(Supplied records)

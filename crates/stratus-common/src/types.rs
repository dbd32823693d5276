//! Domain primitive types used across the Stratus workspace.

use std::fmt;

use serde::{Deserialize, Serialize};

/// Stable, externally consumable identifier of a synthesized resource
/// (resource id, name, or ARN).
#[derive(Debug, Clone, PartialEq, Eq, Hash, PartialOrd, Ord, Serialize, Deserialize)]
#[serde(transparent)]
pub struct ResourceId(String);

impl ResourceId {
    /// Creates a resource ID from a string value.
    #[must_use]
    pub fn new(id: impl Into<String>) -> Self {
        Self(id.into())
    }

    /// Returns the inner string representation.
    #[must_use]
    pub fn as_str(&self) -> &str {
        &self.0
    }
}

impl fmt::Display for ResourceId {
    fn fmt(&self, f: &mut fmt::Formatter<'_>) -> fmt::Result {
        write!(f, "{}", self.0)
    }
}

/// Manifest-local name of a declared resource, used for `depends_on` edges.
#[derive(Debug, Clone, PartialEq, Eq, Hash, PartialOrd, Ord, Serialize, Deserialize)]
#[serde(transparent)]
pub struct LogicalId(String);

impl LogicalId {
    /// Creates a logical ID from a string value.
    #[must_use]
    pub fn new(id: impl Into<String>) -> Self {
        Self(id.into())
    }

    /// Returns the inner string representation.
    #[must_use]
    pub fn as_str(&self) -> &str {
        &self.0
    }
}

impl fmt::Display for LogicalId {
    fn fmt(&self, f: &mut fmt::Formatter<'_>) -> fmt::Result {
        write!(f, "{}", self.0)
    }
}

/// The infrastructure components a composition pass can realize.
///
/// Ordering follows declaration order, which is also the leaf-first order
/// used when the graph has no edge between two components.
#[derive(
    Debug, Clone, Copy, PartialEq, Eq, Hash, PartialOrd, Ord, Serialize, Deserialize,
)]
pub enum ComponentKind {
    /// Network partition and compute node.
    NetworkCompute,
    /// Content bucket and its log bucket.
    ObjectStore,
    /// User directory and OAuth client.
    IdentityProvider,
    /// Internet-facing load-distribution endpoint.
    EdgeBalancer,
    /// Public hosted zone and alias record.
    NameResolution,
    /// Notification channel.
    AlertChannel,
    /// Utilization alarm.
    Observability,
}

impl ComponentKind {
    /// All components in leaf-first declaration order.
    pub const ALL: [Self; 7] = [
        Self::NetworkCompute,
        Self::ObjectStore,
        Self::IdentityProvider,
        Self::EdgeBalancer,
        Self::NameResolution,
        Self::AlertChannel,
        Self::Observability,
    ];

    /// Returns the component name used in identifiers and output keys.
    #[must_use]
    pub const fn as_str(self) -> &'static str {
        match self {
            Self::NetworkCompute => "NetworkCompute",
            Self::ObjectStore => "ObjectStore",
            Self::IdentityProvider => "IdentityProvider",
            Self::EdgeBalancer => "EdgeBalancer",
            Self::NameResolution => "NameResolution",
            Self::AlertChannel => "AlertChannel",
            Self::Observability => "Observability",
        }
    }

    /// Components that must be realized before this one.
    #[must_use]
    pub const fn dependencies(self) -> &'static [Self] {
        match self {
            Self::NetworkCompute | Self::ObjectStore | Self::IdentityProvider => &[],
            Self::AlertChannel => &[],
            Self::EdgeBalancer => &[Self::NetworkCompute],
            Self::NameResolution => &[Self::EdgeBalancer],
            Self::Observability => &[Self::NetworkCompute, Self::AlertChannel],
        }
    }

    /// Whether a configuration predicate can omit this component.
    #[must_use]
    pub const fn is_conditional(self) -> bool {
        matches!(self, Self::NameResolution | Self::Observability)
    }
}

impl fmt::Display for ComponentKind {
    fn fmt(&self, f: &mut fmt::Formatter<'_>) -> fmt::Result {
        f.write_str(self.as_str())
    }
}

#[cfg(test)]
mod tests {
    use super::*;

    #[test]
    fn resource_id_serializes_as_plain_string() {
        let id = ResourceId::new("vpc-0123");
        let json = serde_json::to_string(&id).expect("serialize");
        assert_eq!(json, "\"vpc-0123\"");
    }

    #[test]
    fn component_names_are_unique() {
        let mut names: Vec<&str> = ComponentKind::ALL.iter().map(|c| c.as_str()).collect();
        names.sort_unstable();
        names.dedup();
        assert_eq!(names.len(), ComponentKind::ALL.len());
    }

    #[test]
    fn dependencies_precede_dependents_in_declaration_order() {
        for kind in ComponentKind::ALL {
            for dep in kind.dependencies() {
                assert!(dep < &kind, "{dep} should be declared before {kind}");
            }
        }
    }

    #[test]
    fn only_dns_and_alarm_are_conditional() {
        let conditional: Vec<ComponentKind> = ComponentKind::ALL
            .into_iter()
            .filter(|c| c.is_conditional())
            .collect();
        assert_eq!(
            conditional,
            vec![ComponentKind::NameResolution, ComponentKind::Observability]
        );
    }
}
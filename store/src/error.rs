use thiserror::Error;

#[derive(Debug, Error)]
pub enum StoreError {
    #[error("ledger backend error: {0}")]
    Backend(String),

    #[error("query failed: {0}")]
    Query(String),

    #[error("query iterator already closed")]
    Closed,
}
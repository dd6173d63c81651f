//! Nullable ledger host: thread-safe in-memory state with a selector engine.

use crate::selector::Selector;
use ourchain_store::{KeyValue, LedgerHost, StateQueryIterator, StoreError};
use std::collections::BTreeMap;
use std::path::Path;
use std::sync::atomic::{AtomicUsize, Ordering};
use std::sync::{Arc, Mutex, MutexGuard};

fn lock<T>(m: &Mutex<T>) -> MutexGuard<'_, T> {
    m.lock().unwrap_or_else(|poisoned| poisoned.into_inner())
}

#[derive(Default)]
struct Faults {
    next_get: Option<String>,
    next_put: Option<String>,
    queries: Option<String>,
    iteration: Option<(usize, String)>,
}

#[derive(Default)]
struct Counters {
    open_iterators: AtomicUsize,
    closed_iterators: AtomicUsize,
    puts: AtomicUsize,
}

/// An in-memory ledger host.
///
/// Queries iterate a snapshot taken when the query starts, in key order.
/// Thread-safe for use with tokio's multi-threaded runtime.
pub struct NullLedger {
    state: Mutex<BTreeMap<String, Vec<u8>>>,
    faults: Mutex<Faults>,
    counters: Arc<Counters>,
}

impl NullLedger {
    pub fn new() -> Self {
        Self {
            state: Mutex::new(BTreeMap::new()),
            faults: Mutex::new(Faults::default()),
            counters: Arc::new(Counters::default()),
        }
    }

    /// Write bytes directly, bypassing the contract (e.g. to seed corrupt data).
    pub fn insert_raw(&self, key: &str, value: Vec<u8>) {
        lock(&self.state).insert(key.to_string(), value);
    }

    pub fn get_raw(&self, key: &str) -> Option<Vec<u8>> {
        lock(&self.state).get(key).cloned()
    }

    pub fn len(&self) -> usize {
        lock(&self.state).len()
    }

    pub fn is_empty(&self) -> bool {
        lock(&self.state).is_empty()
    }

    /// Make the next `get_state` call fail.
    pub fn fail_next_get(&self, reason: &str) {
        lock(&self.faults).next_get = Some(reason.to_string());
    }

    /// Make the next `put_state` call fail.
    pub fn fail_next_put(&self, reason: &str) {
        lock(&self.faults).next_put = Some(reason.to_string());
    }

    /// Make every `get_query_result` call fail until cleared.
    pub fn fail_queries(&self, reason: &str) {
        lock(&self.faults).queries = Some(reason.to_string());
    }

    /// Make iterators of subsequent queries fail after yielding `rows` rows.
    pub fn fail_iteration_after(&self, rows: usize, reason: &str) {
        lock(&self.faults).iteration = Some((rows, reason.to_string()));
    }

    /// Iterators handed out and not yet closed.
    pub fn open_iterators(&self) -> usize {
        self.counters.open_iterators.load(Ordering::SeqCst)
    }

    pub fn closed_iterators(&self) -> usize {
        self.counters.closed_iterators.load(Ordering::SeqCst)
    }

    /// Successful `put_state` calls.
    pub fn put_count(&self) -> usize {
        self.counters.puts.load(Ordering::SeqCst)
    }

    /// Load state from a JSON object of `key -> value` strings.
    pub fn from_snapshot(json: &[u8]) -> Result<Self, StoreError> {
        let entries: BTreeMap<String, String> = serde_json::from_slice(json)
            .map_err(|e| StoreError::Backend(format!("invalid snapshot: {e}")))?;
        let ledger = Self::new();
        *lock(&ledger.state) = entries
            .into_iter()
            .map(|(k, v)| (k, v.into_bytes()))
            .collect();
        Ok(ledger)
    }

    /// Serialize state as a JSON object of `key -> value` strings.
    pub fn to_snapshot(&self) -> Result<Vec<u8>, StoreError> {
        let state = lock(&self.state);
        let mut entries = BTreeMap::new();
        for (key, value) in state.iter() {
            let text = std::str::from_utf8(value).map_err(|_| {
                StoreError::Backend(format!("value at {key} is not valid UTF-8"))
            })?;
            entries.insert(key.as_str(), text);
        }
        serde_json::to_vec_pretty(&entries).map_err(|e| StoreError::Backend(e.to_string()))
    }

    /// Load a snapshot file, or start empty if it does not exist.
    pub fn load(path: &Path) -> Result<Self, StoreError> {
        match std::fs::read(path) {
            Ok(bytes) => Self::from_snapshot(&bytes),
            Err(e) if e.kind() == std::io::ErrorKind::NotFound => Ok(Self::new()),
            Err(e) => Err(StoreError::Backend(format!(
                "failed to read {}: {e}",
                path.display()
            ))),
        }
    }

    pub fn save(&self, path: &Path) -> Result<(), StoreError> {
        let bytes = self.to_snapshot()?;
        std::fs::write(path, bytes)
            .map_err(|e| StoreError::Backend(format!("failed to write {}: {e}", path.display())))
    }
}

impl Default for NullLedger {
    fn default() -> Self {
        Self::new()
    }
}

impl LedgerHost for NullLedger {
    fn get_state(&self, key: &str) -> Result<Option<Vec<u8>>, StoreError> {
        if let Some(reason) = lock(&self.faults).next_get.take() {
            return Err(StoreError::Backend(reason));
        }
        Ok(lock(&self.state).get(key).cloned())
    }

    fn put_state(&self, key: &str, value: &[u8]) -> Result<(), StoreError> {
        if let Some(reason) = lock(&self.faults).next_put.take() {
            return Err(StoreError::Backend(reason));
        }
        lock(&self.state).insert(key.to_string(), value.to_vec());
        self.counters.puts.fetch_add(1, Ordering::SeqCst);
        Ok(())
    }

    fn get_query_result(
        &self,
        selector: &str,
    ) -> Result<Box<dyn StateQueryIterator + '_>, StoreError> {
        let (query_fault, iteration_fault) = {
            let faults = lock(&self.faults);
            (faults.queries.clone(), faults.iteration.clone())
        };
        if let Some(reason) = query_fault {
            return Err(StoreError::Query(reason));
        }
        let selector = Selector::parse(selector)?;
        let rows: Vec<KeyValue> = lock(&self.state)
            .iter()
            .filter(|(_, value)| selector.matches(value))
            .map(|(key, value)| KeyValue::new(key.as_str(), value.as_slice()))
            .collect();
        self.counters.open_iterators.fetch_add(1, Ordering::SeqCst);
        Ok(Box::new(NullQueryIterator {
            rows: rows.into_iter(),
            yielded: 0,
            fault: iteration_fault,
            closed: false,
            counters: Arc::clone(&self.counters),
        }))
    }
}

struct NullQueryIterator {
    rows: std::vec::IntoIter<KeyValue>,
    yielded: usize,
    fault: Option<(usize, String)>,
    closed: bool,
    counters: Arc<Counters>,
}

impl Iterator for NullQueryIterator {
    type Item = Result<KeyValue, StoreError>;

    fn next(&mut self) -> Option<Self::Item> {
        if self.closed {
            return Some(Err(StoreError::Closed));
        }
        if let Some((after, reason)) = &self.fault {
            if self.yielded >= *after {
                return Some(Err(StoreError::Query(reason.clone())));
            }
        }
        let row = self.rows.next()?;
        self.yielded += 1;
        Some(Ok(row))
    }
}

impl StateQueryIterator for NullQueryIterator {
    fn close(&mut self) -> Result<(), StoreError> {
        if !self.closed {
            self.closed = true;
            self.counters.open_iterators.fetch_sub(1, Ordering::SeqCst);
            self.counters.closed_iterators.fetch_add(1, Ordering::SeqCst);
        }
        Ok(())
    }
}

(End Supplied records)

What you need to do – Output the lines above between the one holding "std::fs::write(path, bytes)" and the one holding "fn put_state(&self, key: &str, value: &[u8])", inclusive, with nothing before or after them.

Solved problem –
        std::fs::write(path, bytes)
            .map_err(|e| StoreError::Backend(format!("failed to write {}: {e}", path.display())))
    }
}

impl Default for NullLedger {
    fn default() -> Self {
        Self::new()
    }
}

impl LedgerHost for NullLedger {
    fn get_state(&self, key: &str) -> Result<Option<Vec<u8>>, StoreError> {
        if let Some(reason) = lock(&self.faults).next_get.take() {
            return Err(StoreError::Backend(reason));
        }
        Ok(lock(&self.state).get(key).cloned())
    }

    fn put_state(&self, key: &str, value: &[u8]) -> Result<(), StoreError> {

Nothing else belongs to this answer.